Granite or natural stone is priced on how easy the color is to get and how much of it can be quarried. Some of the really exotic granites can cost as much as quartz. Quartz is generally at the top of the price scale, but it has the highest resale value and it requires little maintenance.
Granite needs to be sealed, but it does come with a seal from the fabricator that can last for more than 10 years. While the big box stores may give a square foot price, most design houses quote on the project. A square-foot price quote factors in how much of a slab a project will use. If your project would use 7/8ths of a slab and the last bit wouldn’t be useful – the store is going to figure in the waste into your square foot cost. A quote based on the project should just include the material used. Cost varies depending on the edge profile you want. There will be seams and that’s another thing to watch for when you are getting a project quoted. Marling HomeWorks designers work with fabricators who will do the longest run possible so there are fewer seams. Big box stores tell the fabricator they need to make a certain price and that may mean lots of seams – even on an island.
Quartz is a manufactured “stone” containing pulverized rock mixed with resins and then made into an extremely strong slab of material using heat and pressure. It has a continuity of surface meaning the pattern is consistent – while you may pick your granite slab and be fairly certain of the color, fabricating can bring up some different colors and textures because that’s just the way Mother Nature decided to stack those materials.
Granite also has pores so heat and a break in the integrity of the seal means wine, tomato sauce, orange juice or whatever can get into your stone and its going to stay there. Quartz is diamond polished and it is tough to nearly impossible to break the integrity of the surface. Many restaurants use quartz countertops because they are easily cleaned and there’s virtually nowhere for bacteria to hide.
If you are considering a kitchen upgrade with new countertops, a Marling HomeWorks designer can help with colors and price. Design services are complimentary, so what are you waiting for?
Laminate gives a lot of different options to a homeowner. This is Formica - River Gold
Laminate patterns mimic natural stone and there are a number of decorative edges available.
This is Meganite, which is a brand of solid surface. Some solid surface companies are making colors that look a lot like crushed stone products that contain recycled glass.

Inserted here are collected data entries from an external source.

//! Facility data model shared by the normalizer, the ranker and the
//! geocoding pipeline.

use serde::{Deserialize, Serialize};

use crate::error::CoreError;

/// A WGS-84 latitude/longitude pair in decimal degrees.
#[derive(Debug, Clone, Copy, PartialEq, Serialize, Deserialize)]
pub struct Coordinates {
    pub latitude: f64,
    pub longitude: f64,
}

impl Coordinates {
    /// Builds a coordinate pair, returning `None` when either component is
    /// non-finite or outside `[-90, 90]` / `[-180, 180]`.
    #[must_use]
    pub fn new(latitude: f64, longitude: f64) -> Option<Self> {
        let valid = latitude.is_finite()
            && longitude.is_finite()
            && (-90.0..=90.0).contains(&latitude)
            && (-180.0..=180.0).contains(&longitude);
        valid.then_some(Self {
            latitude,
            longitude,
        })
    }
}

/// The resolved location of a user's search address.
pub type SearchPoint = Coordinates;

/// A table column after header normalization.
#[derive(Debug, Clone, PartialEq, Eq)]
pub struct Column {
    /// Lower-case, underscore-joined name used for role matching.
    pub key: String,
    /// Header text as it appeared in the source file (first occurrence).
    pub header: String,
}

/// Positions of the columns the pipeline cares about, as indexes into
/// [`Table::columns`].
#[derive(Debug, Clone, Copy, Default, PartialEq, Eq)]
pub struct ColumnRoles {
    pub address: Option<usize>,
    pub name: Option<usize>,
    pub city: Option<usize>,
    pub state: Option<usize>,
    pub latitude: Option<usize>,
    pub longitude: Option<usize>,
}

/// One facility row.
///
/// `cells` keeps every source value aligned with [`Table::columns`] so that
/// exports reproduce the uploaded row shape.
#[derive(Debug, Clone, PartialEq)]
pub struct FacilityRecord {
    pub name: String,
    /// Composite address, either supplied or derived as `"{name}, {city}, {state}"`.
    pub address: Option<String>,
    pub city: Option<String>,
    pub state: Option<String>,
    pub latitude: Option<f64>,
    pub longitude: Option<f64>,
    pub cells: Vec<String>,
}

impl FacilityRecord {
    /// Returns the record's coordinates when both components are present and valid.
    #[must_use]
    pub fn coordinates(&self) -> Option<Coordinates> {
        Coordinates::new(self.latitude?, self.longitude?)
    }

    #[must_use]
    pub fn is_locatable(&self) -> bool {
        self.coordinates().is_some()
    }

    pub fn set_coordinates(&mut self, coordinates: Coordinates) {
        self.latitude = Some(coordinates.latitude);
        self.longitude = Some(coordinates.longitude);
    }
}

/// A normalized facility table. Record order is the input row order.
#[derive(Debug, Clone, PartialEq)]
pub struct Table {
    pub columns: Vec<Column>,
    pub roles: ColumnRoles,
    pub records: Vec<FacilityRecord>,
}

impl Table {
    /// Iterates the records that can take part in distance computation.
    pub fn locatable(&self) -> impl Iterator<Item = &FacilityRecord> {
        self.records.iter().filter(|r| r.is_locatable())
    }

    #[must_use]
    pub fn locatable_count(&self) -> usize {
        self.locatable().count()
    }

    #[must_use]
    pub fn has_coordinate_columns(&self) -> bool {
        self.roles.latitude.is_some() && self.roles.longitude.is_some()
    }
}

/// A search point plus the maximum distance a result may lie from it.
#[derive(Debug, Clone, Copy, PartialEq)]
pub struct RadiusQuery {
    pub search_point: SearchPoint,
    pub radius_miles: f64,
}

impl RadiusQuery {
    /// # Errors
    ///
    /// Returns [`CoreError::InvalidRadius`] unless `radius_miles` is finite
    /// and strictly positive. No upper bound is enforced.
    pub fn new(search_point: SearchPoint, radius_miles: f64) -> Result<Self, CoreError> {
        Ok(Self {
            search_point,
            radius_miles: Self::validate_radius(radius_miles)?,
        })
    }

    /// Checks a radius without needing a search point, so callers can reject
    /// bad input before spending a geocoding call.
    ///
    /// # Errors
    ///
    /// Returns [`CoreError::InvalidRadius`] for zero, negative or non-finite values.
    pub fn validate_radius(radius_miles: f64) -> Result<f64, CoreError> {
        if radius_miles.is_finite() && radius_miles > 0.0 {
            Ok(radius_miles)
        } else {
            Err(CoreError::InvalidRadius(radius_miles))
        }
    }
}

/// A locatable facility within a radius query, with its distance from the
/// search point. Borrows the source record; ranking never mutates it.
#[derive(Debug, Clone, Copy, PartialEq)]
pub struct RankedResult<'a> {
    pub record: &'a FacilityRecord,
    pub distance_miles: f64,
}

Solid surface companies are trying to get more movement in their products - tough with a poured molded product. This is one of the newer Corian colors - Dune Prima
This is Uba Tuba granite. A common color because it is readily available in a number of quarries around the United States.
This is Cobra granite, a more unusual color but there are a number of other granite colors which are very close. Be careful if you are looking on line for colors - you will soon see a lot of the granite colors have a lot of variations between suppliers.
Quartz has a uniform surface. There are some quartz companies that are doing softer or honed finishes on their products. Quartz companies include Cambria, Hanstone, Caesarstone, Viatera, Silestone, Wilsonart, and Corian Quartz. This is Cambria's Waterford.
Although a lot of DIY shows seem to feature marble as a countertop, marble has a lot of issues. It is soft, it scratches and it discolors. That's why the quartz companies are doing their best to show lots of new "marble" colors. This is Caesarstone's Staturio Nuvo.
If you want to go green, there are recycled products that are in the Quartz family. This is Dekton which has a great industrial look and a matte finish.